The city, more than his body, contained his life. His life! The schools he had gone to as a child, the market where his mother had bought the groceries, the park where he had played with his classmates, the restaurants where he had courted Charlie, the various apartments they’d lived in, the apartments of their friends, the gallery, the newsstand on the corner, the dry cleaner’s . . . The things he did in the course of the day, year after year, the people he encountered.
• • •
A sticky layer of crematorium ash settled over the whole of Matsumoto’s neighborhood, even inside, behind closed windows, as thick in places as turf, and water was unavailable for a time. Nathaniel and his friends all stayed elsewhere, of course, for a few weeks. When it became possible, Lucien sent crews down to Matsumoto’s loft to scour the place and restore the art.
A memorandum hangs in Mr. Matsumoto’s lobby, that appeared several months ago when freakish blackouts were rolling over the city.
Emergency Tips from the Management urges residents to assemble a Go Bag, in the event of an evacuation, as well as an In-Home Survival Kit. Among items to include: a large amount of cash in small denominations, water and nonperishable foods such as granola bars, a wind-up radio, warm clothing and sturdy walking shoes, unscented bleach and an eyedropper for purifying water, plastic sheeting and duct tape, a whistle, a box cutter.
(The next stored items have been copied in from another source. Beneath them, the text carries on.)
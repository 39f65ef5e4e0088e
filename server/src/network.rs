//! Server network layer: HTTP routing, WebSocket sessions, and the event loop
//!
//! One axum `Router` serves the listening port: `/` upgrades to a WebSocket
//! session and `/health` reports the joined player count.

use crate::broadcast::BroadcastLoop;
use crate::registry::Registry;
use crate::session::{outbound_channel, Outbound, OutboundFrame, SessionTable};
use axum::extract::ws::{Message, WebSocket, WebSocketUpgrade};
use axum::extract::{ConnectInfo, State};
use axum::http::StatusCode;
use axum::response::{IntoResponse, Response};
use axum::routing::get;
use axum::{Json, Router};
use futures::{SinkExt, StreamExt};
use log::{error, info, warn};
use serde::{Deserialize, Serialize};
use shared::{BROADCAST_INTERVAL_MS, MAX_PLAYERS};
use std::net::SocketAddr;
use std::time::Duration;
use tokio::net::TcpListener;
use tokio::sync::{mpsc, oneshot};
use tokio::task::JoinHandle;

pub type BoxError = Box<dyn std::error::Error + Send + Sync>;

type EventSender = mpsc::UnboundedSender<ServerEvent>;

/// Runtime parameters for the server
#[derive(Debug, Clone)]
pub struct ServerConfig {
    pub host: String,
    pub port: u16,
    pub broadcast_interval: Duration,
    pub max_players: usize,
}

impl Default for ServerConfig {
    fn default() -> Self {
        Self {
            host: "127.0.0.1".to_string(),
            port: 8080,
            broadcast_interval: Duration::from_millis(BROADCAST_INTERVAL_MS),
            max_players: MAX_PLAYERS,
        }
    }
}

impl ServerConfig {
    pub fn address(&self) -> String {
        format!("{}:{}", self.host, self.port)
    }
}

/// Body of the `/health` response
#[derive(Debug, Serialize, Deserialize, Clone, PartialEq)]
pub struct HealthStatus {
    pub status: String,
    pub players: usize,
    #[serde(rename = "maxPlayers")]
    pub max_players: usize,
}

/// Messages sent from connection tasks to the server event loop
#[derive(Debug)]
pub enum ServerEvent {
    Connected {
        outbound: Outbound,
        reply: oneshot::Sender<String>,
    },
    TextReceived {
        id: String,
        text: String,
    },
    Disconnected {
        id: String,
    },
    HealthQuery {
        reply: oneshot::Sender<HealthStatus>,
    },
    Shutdown,
}

/// Cloneable handle for stopping a running server
#[derive(Clone)]
pub struct ServerHandle {
    events: EventSender,
}

impl ServerHandle {
    pub fn shutdown(&self) {
        let _ = self.events.send(ServerEvent::Shutdown);
    }
}

/// Authoritative server owning the registry and every session
///
/// All registry access happens inside `run`, one event at a time, so no lock
/// guards it.
pub struct Server {
    listener: Option<TcpListener>,
    local_addr: SocketAddr,
    registry: Registry,
    sessions: SessionTable,
    broadcast: BroadcastLoop,

    // Communication channels
    event_tx: EventSender,
    event_rx: mpsc::UnboundedReceiver<ServerEvent>,
}

impl Server {
    pub async fn bind(config: ServerConfig) -> Result<Self, BoxError> {
        let listener = TcpListener::bind(config.address()).await?;
        let local_addr = listener.local_addr()?;
        info!("Server listening on {}", local_addr);

        let (event_tx, event_rx) = mpsc::unbounded_channel();

        Ok(Server {
            listener: Some(listener),
            local_addr,
            registry: Registry::new(config.max_players),
            sessions: SessionTable::new(),
            broadcast: BroadcastLoop::new(config.broadcast_interval),
            event_tx,
            event_rx,
        })
    }

    pub fn local_addr(&self) -> SocketAddr {
        self.local_addr
    }

    pub fn handle(&self) -> ServerHandle {
        ServerHandle {
            events: self.event_tx.clone(),
        }
    }

    pub fn health(&self) -> HealthStatus {
        HealthStatus {
            status: "ok".to_string(),
            players: self.registry.len(),
            max_players: self.registry.max_players(),
        }
    }

    /// Spawns the HTTP server that answers health checks and WebSocket upgrades
    fn spawn_http(listener: TcpListener, events: EventSender) -> JoinHandle<()> {
        let app = build_router(events).into_make_service_with_connect_info::<SocketAddr>();
        tokio::spawn(async move {
            if let Err(e) = axum::serve(listener, app).await {
                error!("HTTP server stopped: {}", e);
            }
        })
    }

    /// Applies one event from a connection task
    pub fn handle_event(&mut self, event: ServerEvent) {
        match event {
            ServerEvent::Connected { outbound, reply } => {
                let id = self.sessions.open(outbound);
                if reply.send(id.clone()).is_err() {
                    self.sessions.close(&mut self.registry, &id);
                }
            }
            ServerEvent::TextReceived { id, text } => {
                self.sessions.handle_text(&mut self.registry, &id, &text);
            }
            ServerEvent::Disconnected { id } => {
                self.sessions.close(&mut self.registry, &id);
            }
            ServerEvent::HealthQuery { reply } => {
                let _ = reply.send(self.health());
            }
            ServerEvent::Shutdown => {}
        }
    }

    /// Main server loop coordinating connection events and broadcasts
    pub async fn run(mut self) -> Result<(), BoxError> {
        let listener = self.listener.take().ok_or("server is already running")?;
        let http = Self::spawn_http(listener, self.event_tx.clone());

        info!("Server started successfully");

        loop {
            tokio::select! {
                event = self.event_rx.recv() => {
                    match event {
                        Some(ServerEvent::Shutdown) | None => {
                            info!("Server shutting down");
                            break;
                        }
                        Some(event) => self.handle_event(event),
                    }
                },

                _ = self.broadcast.tick() => {
                    self.broadcast.run_tick(&self.registry, &self.sessions);
                },
            }
        }

        // Frees the port; open sessions close once their outbound senders drop
        http.abort();
        Ok(())
    }
}

fn build_router(events: EventSender) -> Router {
    Router::new()
        .route("/", get(upgrade))
        .route("/health", get(health))
        .with_state(events)
}

/// `GET /health`, answered by the event loop so the count matches the registry
async fn health(State(events): State<EventSender>) -> Response {
    let (reply_tx, reply_rx) = oneshot::channel();
    if events
        .send(ServerEvent::HealthQuery { reply: reply_tx })
        .is_err()
    {
        return StatusCode::SERVICE_UNAVAILABLE.into_response();
    }

    match reply_rx.await {
        Ok(status) => Json(status).into_response(),
        Err(_) => StatusCode::SERVICE_UNAVAILABLE.into_response(),
    }
}

async fn upgrade(
    ws: WebSocketUpgrade,
    ConnectInfo(addr): ConnectInfo<SocketAddr>,
    State(events): State<EventSender>,
) -> Response {
    ws.on_upgrade(move |socket| async move {
        if let Err(e) = handle_socket(socket, addr, events).await {
            warn!("Connection from {} ended with error: {}", addr, e);
        }
    })
}

/// Drives one WebSocket session until either side closes it
async fn handle_socket(
    socket: WebSocket,
    addr: SocketAddr,
    events: EventSender,
) -> Result<(), BoxError> {
    let (mut ws_tx, mut ws_rx) = socket.split();
    let (out_tx, mut out_rx) = outbound_channel();

    let (reply_tx, reply_rx) = oneshot::channel();
    events
        .send(ServerEvent::Connected {
            outbound: out_tx,
            reply: reply_tx,
        })
        .map_err(|_| "server event loop stopped")?;
    let id = reply_rx.await?;
    info!("Connection {} opened from {}", id, addr);

    loop {
        tokio::select! {
            incoming = ws_rx.next() => {
                match incoming {
                    Some(Ok(Message::Text(text))) => {
                        let event = ServerEvent::TextReceived { id: id.clone(), text };
                        if events.send(event).is_err() {
                            break;
                        }
                    }
                    Some(Ok(Message::Close(_))) | None => break,
                    Some(Ok(_)) => {} // Binary, Ping, Pong
                    Some(Err(e)) => {
                        warn!("Read error on {}: {}", id, e);
                        break;
                    }
                }
            },

            frame = out_rx.recv() => {
                match frame {
                    Some(OutboundFrame::Text(text)) => {
                        if let Err(e) = ws_tx.send(Message::Text(text.to_string())).await {
                            warn!("Write error on {}: {}", id, e);
                            break;
                        }
                    }
                    Some(OutboundFrame::Close) | None => {
                        let _ = ws_tx.send(Message::Close(None)).await;
                        break;
                    }
                }
            },
        }
    }

    info!("Connection {} closed", id);
    let _ = events.send(ServerEvent::Disconnected { id });
    Ok(())
}

#[cfg(test)]
mod tests {
    use super::*;
    use shared::ServerMessage;

    fn test_config() -> ServerConfig {
        ServerConfig {
            port: 0,
            ..ServerConfig::default()
        }
    }

    #[test]
    fn test_default_config() {
        let config = ServerConfig::default();
        assert_eq!(config.address(), "127.0.0.1:8080");
        assert_eq!(config.broadcast_interval, Duration::from_millis(50));
        assert_eq!(config.max_players, 5);
    }

    #[test]
    fn test_health_status_wire_shape() {
        let status = HealthStatus {
            status: "ok".to_string(),
            players: 2,
            max_players: 5,
        };
        assert_eq!(
            serde_json::to_string(&status).unwrap(),
            r#"{"status":"ok","players":2,"maxPlayers":5}"#
        );
    }

    #[tokio::test]
    async fn test_health_handler_asks_event_loop() {
        let (events, mut event_rx) = mpsc::unbounded_channel();
        let answer = async move {
            match event_rx.recv().await {
                Some(ServerEvent::HealthQuery { reply }) => {
                    let _ = reply.send(HealthStatus {
                        status: "ok".to_string(),
                        players: 3,
                        max_players: 5,
                    });
                }
                other => panic!("Expected health query, got {:?}", other),
            }
        };

        let (response, ()) = tokio::join!(health(State(events)), answer);
        assert_eq!(response.status(), StatusCode::OK);
    }

    #[tokio::test]
    async fn test_health_handler_without_event_loop() {
        let (events, event_rx) = mpsc::unbounded_channel();
        drop(event_rx);

        let response = health(State(events)).await;
        assert_eq!(response.status(), StatusCode::SERVICE_UNAVAILABLE);
    }

    #[tokio::test]
    async fn test_events_drive_sessions() {
        let mut server = Server::bind(test_config()).await.unwrap();
        let (out_tx, mut out_rx) = outbound_channel();
        let (reply_tx, reply_rx) = oneshot::channel();

        server.handle_event(ServerEvent::Connected {
            outbound: out_tx,
            reply: reply_tx,
        });
        let id = reply_rx.await.unwrap();

        server.handle_event(ServerEvent::TextReceived {
            id: id.clone(),
            text: r#"{"type":"join","name":"Alice"}"#.to_string(),
        });
        match out_rx.try_recv().unwrap() {
            OutboundFrame::Text(text) => assert_eq!(
                ServerMessage::from_json(&text).unwrap(),
                ServerMessage::Welcome {
                    your_id: id.clone(),
                    players: vec![]
                }
            ),
            OutboundFrame::Close => panic!("Unexpected close"),
        }
        assert_eq!(server.health().players, 1);

        server.handle_event(ServerEvent::TextReceived {
            id: id.clone(),
            text: "garbage".to_string(),
        });
        assert_eq!(server.health().players, 1);

        let (health_tx, health_rx) = oneshot::channel();
        server.handle_event(ServerEvent::HealthQuery { reply: health_tx });
        assert_eq!(
            health_rx.await.unwrap(),
            HealthStatus {
                status: "ok".to_string(),
                players: 1,
                max_players: 5
            }
        );

        server.handle_event(ServerEvent::Disconnected { id });
        assert_eq!(server.health().players, 0);
    }

    #[tokio::test]
    async fn test_bind_to_ephemeral_port() {
        let server = Server::bind(test_config()).await.unwrap();
        assert_ne!(server.local_addr().port(), 0);
    }
}
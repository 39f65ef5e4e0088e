//! Smoothing of remote players between snapshots
//!
//! Snapshots arrive at the broadcast rate; rendering runs faster. Each remote
//! player keeps the last reported target and a displayed value that eases
//! toward it every frame. Frame-rate independence comes from the exponential
//! blend factor `1 - e^(-rate * dt)`.

use crate::network::ClientEvent;
use shared::{MovementState, PlayerState, PlayerSummary, Vec3, SPAWN_POINT};
use std::collections::HashMap;
use std::f32::consts::{PI, TAU};

/// Height above a player's origin where the rope leaves the hand
pub const HAND_OFFSET: f32 = 1.2;

/// Wraps an angle into (-π, π]
pub fn normalize_angle(angle: f32) -> f32 {
    let wrapped = angle % TAU;
    if wrapped > PI {
        wrapped - TAU
    } else if wrapped <= -PI {
        wrapped + TAU
    } else {
        wrapped
    }
}

pub fn blend_factor(rate: f32, dt: f32) -> f32 {
    1.0 - (-rate * dt).exp()
}

/// Moves `current` toward `target` by `t` along the shorter arc
pub fn lerp_angle(current: f32, target: f32, t: f32) -> f32 {
    let delta = normalize_angle(target - current);
    normalize_angle(current + delta * t)
}

#[derive(Debug, Clone)]
pub struct RemotePlayer {
    pub id: String,
    pub name: String,
    pub color: String,
    pub state: MovementState,
    pub attach_point: Option<Vec3>,
    pub target_position: Vec3,
    pub target_yaw: f32,
    pub display_position: Vec3,
    pub display_yaw: f32,
    has_snapshot: bool,
}

impl RemotePlayer {
    fn from_summary(summary: &PlayerSummary) -> Self {
        Self {
            id: summary.id.clone(),
            name: summary.name.clone(),
            color: summary.color.clone(),
            state: MovementState::Idle,
            attach_point: None,
            target_position: SPAWN_POINT,
            target_yaw: 0.0,
            display_position: SPAWN_POINT,
            display_yaw: 0.0,
            has_snapshot: false,
        }
    }

    fn apply(&mut self, state: &PlayerState) {
        self.name = state.name.clone();
        self.color = state.color.clone();
        self.state = state.state;
        self.attach_point = state.swing_attach_point;
        self.target_position = state.position();
        self.target_yaw = normalize_angle(state.rotation_y);

        // First real position: appear there instead of sliding in from spawn
        if !self.has_snapshot {
            self.display_position = self.target_position;
            self.display_yaw = self.target_yaw;
            self.has_snapshot = true;
        }
    }

    pub fn update(&mut self, dt: f32, rate: f32) {
        let t = blend_factor(rate, dt);
        self.display_position = self.display_position.lerp(&self.target_position, t);
        self.display_yaw = lerp_angle(self.display_yaw, self.target_yaw, t);
    }

    pub fn is_swinging(&self) -> bool {
        self.state == MovementState::Swinging && self.attach_point.is_some()
    }

    /// Hand position and anchor of the rope, while swinging
    pub fn rope_segment(&self) -> Option<(Vec3, Vec3)> {
        if !self.is_swinging() {
            return None;
        }
        let anchor = self.attach_point?;
        let hand = Vec3::new(
            self.display_position.x,
            self.display_position.y + HAND_OFFSET,
            self.display_position.z,
        );
        Some((hand, anchor))
    }
}

/// Displayed state of every remote player
pub struct RemotePlayers {
    players: HashMap<String, RemotePlayer>,
    rate: f32,
}

impl RemotePlayers {
    pub fn new(rate: f32) -> Self {
        Self {
            players: HashMap::new(),
            rate,
        }
    }

    /// Feeds one network event into the view
    pub fn apply_event(&mut self, event: &ClientEvent) {
        match event {
            ClientEvent::Welcome { players, .. } => {
                self.players.clear();
                for summary in players {
                    self.on_joined(summary);
                }
            }
            ClientEvent::PlayerJoined(summary) => self.on_joined(summary),
            ClientEvent::PlayerLeft { id } => {
                self.on_left(id);
            }
            ClientEvent::State { players } => self.apply_snapshot(players),
            ClientEvent::StatusChanged(_)
            | ClientEvent::ServerFull
            | ClientEvent::Signal { .. } => {}
        }
    }

    pub fn on_joined(&mut self, summary: &PlayerSummary) {
        self.players
            .entry(summary.id.clone())
            .and_modify(|player| {
                player.name = summary.name.clone();
                player.color = summary.color.clone();
            })
            .or_insert_with(|| RemotePlayer::from_summary(summary));
    }

    pub fn on_left(&mut self, id: &str) -> bool {
        self.players.remove(id).is_some()
    }

    /// Retargets every listed player; unknown ids are added on the spot
    pub fn apply_snapshot(&mut self, players: &[PlayerState]) {
        for state in players {
            self.players
                .entry(state.id.clone())
                .or_insert_with(|| RemotePlayer::from_summary(&state.summary()))
                .apply(state);
        }
    }

    /// Advances all displayed transforms by one frame
    pub fn update(&mut self, dt: f32) {
        for player in self.players.values_mut() {
            player.update(dt, self.rate);
        }
    }

    pub fn rope_segment(&self, id: &str) -> Option<(Vec3, Vec3)> {
        self.players.get(id).and_then(RemotePlayer::rope_segment)
    }

    pub fn get(&self, id: &str) -> Option<&RemotePlayer> {
        self.players.get(id)
    }

    pub fn iter(&self) -> impl Iterator<Item = &RemotePlayer> {
        self.players.values()
    }

    pub fn len(&self) -> usize {
        self.players.len()
    }

    pub fn is_empty(&self) -> bool {
        self.players.is_empty()
    }

    pub fn clear(&mut self) {
        self.players.clear();
    }
}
Also recommended is a Household Disaster Plan and the practicing of emergency drills.
A hand-lettered sign next to the elevator says THINK TWICE.
• • •
Twenty-eight years old, no superhero, a job that just might lead down to a career in underground architecture, a vanishing apartment, a menacing elevator . . . Maybe he should view Mr. Matsumoto’s return as an opportunity, and regroup. Maybe he should do something—take matters in hand. Maybe he should go try to find Delphine, for example.
But how? He hasn’t heard from her, and she could be anywhere now; she’d mentioned Bucharest, she’d mentioned Havana, she’d mentioned Shanghai, she’d mentioned Istanbul . . .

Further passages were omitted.